В те первые недели их знакомства Мура держала мысли и чувства при себе. Их поездки на санях были моментами беспечности, отнятыми у политической обстановки, которая складывалась вокруг них. Но в ней что-то менялось. Она никогда еще не чувствовала особой привязанности ни к одному мужчине. Связь с Энгельгардтом мало для нее значила – это была лишь попытка девушки-подростка вырваться на свободу. В Керенском она искала поддержки для выживания, хотя выбор и оказался ошибочным. За Ивана она вышла замуж, потому что он открывал ей двери в волнующую яркую жизнь, к которой Мура страстно стремилась, но в этом браке она не испытывала сколько-нибудь глубоких чувств; теперь же и вовсе настал момент, когда его прикосновения стали ей неприятны. Она испытала облегчение, когда Иван уехал в Эстонию.
Все другие видные, энергичные, привлекательные мужчины, которые вились вокруг нее, не сумели воспламенить в ней страсть. Было несколько мужчин – Денис Гарстин и Френсис Кроуми, в частности, – к которым она испытывала симпатию, но ни один из них не вселил в нее романтические чувства, не говоря уже о любви.
Но Локарт с его чопорно сжатым ртом и торчащими ушами, который описывал себя как «мужчину со сломанным носом, коренастой, приземистой фигурой и смешной походкой»[107], чем-то отличался от всех.

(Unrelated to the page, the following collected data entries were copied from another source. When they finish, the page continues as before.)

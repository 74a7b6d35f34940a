//! Closed set of external tools and the actions the core may invoke on them.
//!
//! Wire names follow the `{TOOL}_{ACTION}` convention (e.g. `TRELLO_CREATE_CARD`)
//! but are always derived from the enum, never assembled from free-form strings.

use std::fmt;

use serde::{Deserialize, Serialize};

/// One logical external collaboration tool.
#[derive(Debug, Clone, Copy, PartialEq, Eq, Hash, Serialize, Deserialize)]
#[serde(rename_all = "kebab-case")]
pub enum ToolKind {
    TaskBoard,
    KnowledgeBase,
    Chat,
    Mail,
    Spreadsheet,
}

impl ToolKind {
    pub const ALL: [ToolKind; 5] = [
        Self::TaskBoard,
        Self::KnowledgeBase,
        Self::Chat,
        Self::Mail,
        Self::Spreadsheet,
    ];

    /// Symbolic tool name used in logs and execution records.
    pub fn name(&self) -> &'static str {
        match self {
            Self::TaskBoard => "task-board",
            Self::KnowledgeBase => "knowledge-base",
            Self::Chat => "chat",
            Self::Mail => "mail",
            Self::Spreadsheet => "spreadsheet",
        }
    }

    /// Upper-case provider prefix used by the tool router.
    pub fn wire_prefix(&self) -> &'static str {
        match self {
            Self::TaskBoard => "TRELLO",
            Self::KnowledgeBase => "NOTION",
            Self::Chat => "SLACK",
            Self::Mail => "GMAIL",
            Self::Spreadsheet => "GOOGLESHEETS",
        }
    }
}

impl fmt::Display for ToolKind {
    fn fmt(&self, f: &mut fmt::Formatter<'_>) -> fmt::Result {
        f.write_str(self.name())
    }
}

impl std::str::FromStr for ToolKind {
    type Err = String;
    fn from_str(s: &str) -> Result<Self, Self::Err> {
        Self::ALL
            .into_iter()
            .find(|kind| kind.name() == s)
            .ok_or_else(|| format!("Unknown tool: {s}"))
    }
}

/// A (tool, action) pair. Each variant belongs to exactly one tool.
#[derive(Debug, Clone, Copy, PartialEq, Eq, Hash, Serialize, Deserialize)]
#[serde(rename_all = "snake_case")]
pub enum ToolAction {
    CreateCard,
    CreatePage,
    SendMessage,
    SearchEmails,
    GetEmail,
    ReadRange,
}

impl ToolAction {
    pub const ALL: [ToolAction; 6] = [
        Self::CreateCard,
        Self::CreatePage,
        Self::SendMessage,
        Self::SearchEmails,
        Self::GetEmail,
        Self::ReadRange,
    ];

    /// The tool this action is dispatched to.
    pub fn tool(&self) -> ToolKind {
        match self {
            Self::CreateCard => ToolKind::TaskBoard,
            Self::CreatePage => ToolKind::KnowledgeBase,
            Self::SendMessage => ToolKind::Chat,
            Self::SearchEmails | Self::GetEmail => ToolKind::Mail,
            Self::ReadRange => ToolKind::Spreadsheet,
        }
    }

    /// Lower-case action name, as stored in execution records.
    pub fn name(&self) -> &'static str {
        match self {
            Self::CreateCard => "create_card",
            Self::CreatePage => "create_page",
            Self::SendMessage => "send_message",
            Self::SearchEmails => "search_emails",
            Self::GetEmail => "get_email",
            Self::ReadRange => "read_range",
        }
    }

    /// Router action identifier, e.g. `SLACK_SEND_MESSAGE`.
    pub fn wire_name(&self) -> String {
        format!(
            "{}_{}",
            self.tool().wire_prefix(),
            self.name().to_ascii_uppercase()
        )
    }

    /// Response key holding the id of the artifact this action creates.
    pub fn artifact_key(&self) -> &'static str {
        match self {
            Self::SendMessage => "ts",
            _ => "id",
        }
    }
}

impl fmt::Display for ToolAction {
    fn fmt(&self, f: &mut fmt::Formatter<'_>) -> fmt::Result {
        f.write_str(&self.wire_name())
    }
}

Безусловно, он не делал секрета из своего желания. Во время поездок в быстро несущихся санях Локарт пользовался преимуществом их близости и пытался поцеловать ее. Мура не отвечала; она сидела «охваченная необычным трепетом, в замешательстве и немного напуганная странным чувством, которое, как я подсознательно ощущала, росло во мне»[108].
Пройдет еще какое-то время, прежде чем она даст название этому непривычному для нее чувству. И если она сумела понять, почему его испытывала, никогда не писала об этом и не рассказывала никому. Да, Локарт имел наружность, которая привлекала внимание, – как и она сама – и неотразимый взгляд. Он был мужчиной, которого либо любят, либо ненавидят. Один ревнивый соперник назвал его «презренным маленьким грубияном», а некоторые сотрудники министерства иностранных дел считали чуть ли не предателем[109]. Но никто не мог усомниться в его талантах. С самого первого мгновения он оценил Муру за ее обширные знания и ум. Более поздний любовник, который был склонен презрительно отзываться о свободном «русском» образе мыслей Муры, признал, что ее ум был «энергичным, свободным, острым и проницательным», «периодически демонстрирующим необычайную мудрость». Она могла «разъяснить тот или иной возникший внезапно вопрос, словно осветив его вспышкой солнечного света в сырой февральский день»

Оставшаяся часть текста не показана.